Tausende Autofahrer passieren täglich ein zwischen Firmengeländen und Straßen gelegenes Juwel der Wiener Friedhofslandschaft: Direkt an der meistbefahrenen Straße Österreichs, der Wiener Südosttangente, liegt der St. Marxer Friedhof, der einzige erhaltene von ursprünglich fünf Biedermeierfriedhöfen in der Hauptstadt der K.u.K.-Monarchie. 1784 wurden auf dem heute rund 60.000 Quadratmeter großen Areal die ersten Toten bestattet. Weltweite Berühmtheit erlangte der 1937 unter Denkmalschutz gestellte und legendenumwobene Friedhof als Begräbnisstätte Mozarts.

Seine Existenz verdankt der Friedhof Kaiser Joseph II. (1765-1790).

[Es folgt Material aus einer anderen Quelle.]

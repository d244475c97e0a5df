use std::time::{SystemTime, UNIX_EPOCH};

use anyhow::{Context, Result, anyhow};

use gratchain::batch::BatchTipCoordinator;
use gratchain::context::AppContext;
use gratchain::models::{Category, NewTip};
use gratchain::notify::ConsoleNotifier;
use gratchain::render;

#[derive(Debug, Clone, Default)]
pub struct BatchOptions {
    pub category: Option<Category>,
    pub all: bool,
    pub select: Vec<String>,
    pub amounts: Vec<String>,
    pub step_up: Vec<String>,
    pub step_down: Vec<String>,
    pub dry_run: bool,
}

pub async fn run(ctx: &AppContext, opts: &BatchOptions) -> Result<()> {
    let account = ctx.session.require_account()?;

    let in_scope = match opts.category {
        Some(category) => ctx.directory.by_category(category),
        None => ctx.directory.all().to_vec(),
    };

    let mut batch = BatchTipCoordinator::default();
    batch.initialize(&in_scope);

    if opts.all {
        batch.select_all();
    }
    for id in &opts.select {
        ensure_in_batch(&batch, id)?;
        batch.toggle_selection(id);
    }
    for arg in &opts.amounts {
        let (id, amount) = parse_amount_arg(arg)?;
        ensure_in_batch(&batch, id)?;
        batch.set_amount(id, amount);
    }
    for id in &opts.step_up {
        ensure_in_batch(&batch, id)?;
        batch.step_amount_up(id);
    }
    for id in &opts.step_down {
        ensure_in_batch(&batch, id)?;
        batch.step_amount_down(id);
    }

    let selection = batch.compute_selection();
    println!("{}", render::batch_panel(batch.items(), &selection));
    if opts.dry_run {
        println!("次: --dry-run を外すと送信します");
        return Ok(());
    }

    let sender = ctx.sender()?;
    let mut notifier = ConsoleNotifier;
    let report = batch
        .execute_batch(sender.as_ref(), &mut notifier)
        .await
        .context("--all か --select <ID> でcreatorを選んでください")?;

    let batch_id = new_batch_id();
    let rows: Vec<NewTip> = report
        .succeeded()
        .map(|item| NewTip {
            creator_id: item.creator.id.clone(),
            creator_name: item.creator.name.clone(),
            sender: account,
            recipient: item.creator.wallet_address,
            amount: item.amount.trim().to_string(),
            batch_id: Some(batch_id.clone()),
        })
        .collect();
    let recorded = ctx.db.insert_tips(&rows);
    if let Err(err) = &recorded {
        tracing::error!(batch = %batch_id, error = %err, "batch tips not recorded");
    }

    let failed = report.failures().count();
    println!(
        "batch={batch_id} sent={} failed={failed}",
        report.attempted() - failed
    );
    recorded.context("送信済みtipを履歴に記録できませんでした")?;
    println!("次: history");
    Ok(())
}

fn ensure_in_batch(batch: &BatchTipCoordinator, creator_id: &str) -> Result<()> {
    if batch.items().iter().any(|i| i.creator.id == creator_id) {
        Ok(())
    } else {
        Err(anyhow!("バッチ対象にcreatorが存在しません: {creator_id}"))
    }
}

/// `creator-1=0.002`
fn parse_amount_arg(arg: &str) -> Result<(&str, &str)> {
    arg.split_once('=')
        .map(|(id, amount)| (id.trim(), amount.trim()))
        .filter(|(id, _)| !id.is_empty())
        .ok_or_else(|| anyhow!("--amount は <ID>=<ETH> の形式で指定してください: {arg}"))
}

fn new_batch_id() -> String {
    let ms = SystemTime::now()
        .duration_since(UNIX_EPOCH)
        .map(|d| d.as_millis())
        .unwrap_or_default();
    format!("batch-{ms}")
}
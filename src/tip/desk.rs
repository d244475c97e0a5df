use super::{SendTipCapability, TipError};
use crate::chain::amount::parse_amount;
use crate::models::Creator;
use crate::notify::{Notification, Notifier};

/// Single-creator tip action behind each card's button.
#[derive(Debug, Default)]
pub struct TipDesk {
    loading_creator_id: Option<String>,
}

impl TipDesk {
    pub fn loading_creator_id(&self) -> Option<&str> {
        self.loading_creator_id.as_deref()
    }

    pub fn is_loading(&self, creator_id: &str) -> bool {
        self.loading_creator_id.as_deref() == Some(creator_id)
    }

    pub async fn tip(
        &mut self,
        creator: &Creator,
        amount: &str,
        sender: &dyn SendTipCapability,
        notifier: &mut dyn Notifier,
    ) -> Result<(), TipError> {
        let _loading = Loading::start(&mut self.loading_creator_id, &creator.id);

        let result = match parse_amount(amount) {
            Ok(wei) => sender.send_tip(creator.wallet_address, wei).await,
            Err(err) => Err(err.into()),
        };

        match &result {
            Ok(()) => {
                notifier.notify(Notification::success(format!(
                    "Successfully tipped {}! 🎉",
                    creator.name
                )));
            }
            Err(err) => {
                tracing::error!(creator = %creator.id, error = %err, "tip failed");
                notifier.notify(Notification::error("Failed to send tip. Please try again."));
            }
        }

        result
    }
}

/// Clears the loading flag however the tip ends, including a dropped future.
struct Loading<'a>(&'a mut Option<String>);

impl<'a> Loading<'a> {
    fn start(slot: &'a mut Option<String>, creator_id: &str) -> Self {
        *slot = Some(creator_id.to_string());
        Self(slot)
    }
}

impl Drop for Loading<'_> {
    fn drop(&mut self) {
        *self.0 = None;
    }
}
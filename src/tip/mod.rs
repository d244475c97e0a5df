pub mod desk;
pub mod simulator;
pub mod spend_permission;

use async_trait::async_trait;

use crate::chain::amount::AmountError;
use crate::chain::{Address, Amount};
use crate::wallet::WalletError;

pub use desk::TipDesk;
pub use simulator::SimulatedTipSender;
pub use spend_permission::{SimulatedPermissionProvider, SpendPermissionSender};

/// Every variant is surfaced to the user the same way: the tip did not go out.
#[derive(Debug, Clone, PartialEq, Eq, thiserror::Error)]
pub enum TipError {
    #[error("wallet is not connected")]
    NotConnected,
    #[error("invalid tip amount: {0}")]
    InvalidAmount(#[from] AmountError),
    #[error("tip sender unavailable: {0}")]
    Unavailable(String),
    #[error("tip rejected: {0}")]
    Rejected(String),
    #[error("tip provider error: {0}")]
    Provider(String),
}

impl From<WalletError> for TipError {
    fn from(err: WalletError) -> Self {
        match err {
            WalletError::NotConnected => TipError::NotConnected,
            other => TipError::Unavailable(other.to_string()),
        }
    }
}

/// Moves value from the connected account to a creator.
#[async_trait]
pub trait SendTipCapability: Send + Sync {
    async fn send_tip(&self, recipient: Address, amount: Amount) -> Result<(), TipError>;
}

#[cfg(test)]
pub(crate) mod testing {
    use std::collections::HashSet;
    use std::sync::Mutex;

    use super::*;

    /// Records every call in order and fails for the configured recipients.
    #[derive(Default)]
    pub struct RecordingSender {
        pub calls: Mutex<Vec<(Address, Amount)>>,
        pub failing: HashSet<Address>,
    }

    impl RecordingSender {
        pub fn failing_for(recipients: impl IntoIterator<Item = Address>) -> Self {
            Self {
                calls: Mutex::new(Vec::new()),
                failing: recipients.into_iter().collect(),
            }
        }

        pub fn recipients(&self) -> Vec<Address> {
            self.calls
                .lock()
                .expect("calls lock")
                .iter()
                .map(|(to, _)| *to)
                .collect()
        }
    }

    #[async_trait]
    impl SendTipCapability for RecordingSender {
        async fn send_tip(&self, recipient: Address, amount: Amount) -> Result<(), TipError> {
            self.calls
                .lock()
                .expect("calls lock")
                .push((recipient, amount));
            if self.failing.contains(&recipient) {
                return Err(TipError::Rejected("user rejected the request".to_string()));
            }
            Ok(())
        }
    }
}
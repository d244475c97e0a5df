#[derive(Debug, Clone, Copy, PartialEq, Eq)]
pub enum NotificationKind {
    Success,
    Error,
}

/// Transient toast-style message. Nothing keeps it once shown.
#[derive(Debug, Clone, PartialEq, Eq)]
pub struct Notification {
    pub kind: NotificationKind,
    pub message: String,
}

impl Notification {
    pub fn success(message: impl Into<String>) -> Self {
        Self {
            kind: NotificationKind::Success,
            message: message.into(),
        }
    }

    pub fn error(message: impl Into<String>) -> Self {
        Self {
            kind: NotificationKind::Error,
            message: message.into(),
        }
    }
}

pub trait Notifier {
    fn notify(&mut self, notification: Notification);
}

impl Notifier for Vec<Notification> {
    fn notify(&mut self, notification: Notification) {
        self.push(notification);
    }
}

#[derive(Debug, Default)]
pub struct ConsoleNotifier;

impl Notifier for ConsoleNotifier {
    fn notify(&mut self, notification: Notification) {
        match notification.kind {
            NotificationKind::Success => {
                tracing::info!(message = %notification.message, "notify");
                println!("✔ {}", notification.message);
            }
            NotificationKind::Error => {
                tracing::warn!(message = %notification.message, "notify");
                eprintln!("✘ {}", notification.message);
            }
        }
    }
}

Er verbot aus hygienischen Gründen Beisetzungen innerhalb des Linienwalls, des heutigen "Gürtels", und ordnete die Neuanlage von insgesamt fünf "communalen" Begräbnisstätten an, damals noch weit außerhalb der Stadt. Der St. Marxer Totenacker ist nach dem Markus-Hospital benannt, in dem seit dem Mittelalter vor der Stadt die Kranken gepflegt wurden. Über 90 Jahre wurden hier etwa 15.000 Menschen bestattet - bis der Zentralfriedhof 1874 der letzte Ort für die verblichenen Bürger der werdenden Millionenstadt wurde.

Opfer des Flusses

Weit außerhalb des Stadtkerns am Alberner Hafen liegt versteckt der "Friedhof der Namenlosen", dessen Bezeichnung Programm ist: von 1840 bis 1940 wurden dort die meist anonymen Opfer des Donaustroms begraben. Die Begräbnisstätte war ausschließlich Opfern des Flusses vorbehalten. Hier, bei Stromkilometer 1.918 in Simmering, wo der Donaukanal in die Donau mündet, wurden durch einen Wasserstrudel einst Mord- und Unfallopfer oder Selbstmörder angeschwemmt und gleich begraben.

Der Friedhof ist in zwei Teile gegliedert: An den älteren Bereich, auf dem von 1840 bis 1900 insgesamt 478 unbekannte Tote bestattet wurden, erinnert heute nur noch ein Gedenkkreuz. Hochwasser hatten das Areal immer wieder überschwemmt. Der neue Friedhofsteil wurde 1900 hinter dem Hochwasserschutzdamm errichtet. Bis 1940 wurden hier 104 Wasserleichen beerdigt, nur 43 konnten identifiziert werden.